Copy out each line of the data holding "const".

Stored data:
*-*-*

//! # RelayGate Crypto
//!
//! Cryptographic primitives for RelayGate tunnels.
//!
//! This crate provides:
//! - Gateway identities (X25519 exchange key + Ed25519 signing key)
//! - `XChaCha20-Poly1305` AEAD encryption
//! - Ed25519 signatures
//! - Sealed envelopes: per-message hybrid encrypt-then-sign
//! - Secure random number generation
//!
//! ## Cryptographic Suite
//!
//! | Function | Algorithm | Security Level |
//! |----------|-----------|----------------|
//! | Key Agreement | X25519 (ephemeral-static) | 128-bit |
//! | AEAD | XChaCha20-Poly1305 | 256-bit key |
//! | KDF | BLAKE3 `derive_key` | 128-bit |
//! | Signatures | Ed25519 | 128-bit |
//!
//! Every relay message is sealed on its own. There is no negotiated
//! session key, so a lost message never desynchronizes a stream cipher.

#![warn(missing_docs)]
#![warn(clippy::all)]

pub mod aead;
pub mod envelope;
pub mod error;
pub mod identity;
pub mod random;
pub mod signatures;
pub mod x25519;

pub use envelope::{ENVELOPE_OVERHEAD, ENVELOPE_VERSION, open, seal};
pub use error::CryptoError;
pub use identity::{Identity, PeerPublicKey};

/// X25519 public key size
pub const X25519_PUBLIC_KEY_SIZE: usize = 32;

/// XChaCha20-Poly1305 nonce size
pub const XCHACHA_NONCE_SIZE: usize = 24;

/// Ed25519 public key size
pub const ED25519_PUBLIC_KEY_SIZE: usize = 32;

/// Ed25519 signature size
pub const ED25519_SIGNATURE_SIZE: usize = 64;

/// Encoded peer public key size (X25519 public || Ed25519 verifying)
pub const PEER_PUBLIC_KEY_SIZE: usize = X25519_PUBLIC_KEY_SIZE + ED25519_PUBLIC_KEY_SIZE;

*-*-*

### Solved problem
pub const X25519_PUBLIC_KEY_SIZE: usize = 32;
pub const XCHACHA_NONCE_SIZE: usize = 24;
pub const ED25519_PUBLIC_KEY_SIZE: usize = 32;
pub const ED25519_SIGNATURE_SIZE: usize = 64;
pub const PEER_PUBLIC_KEY_SIZE: usize = X25519_PUBLIC_KEY_SIZE + ED25519_PUBLIC_KEY_SIZE;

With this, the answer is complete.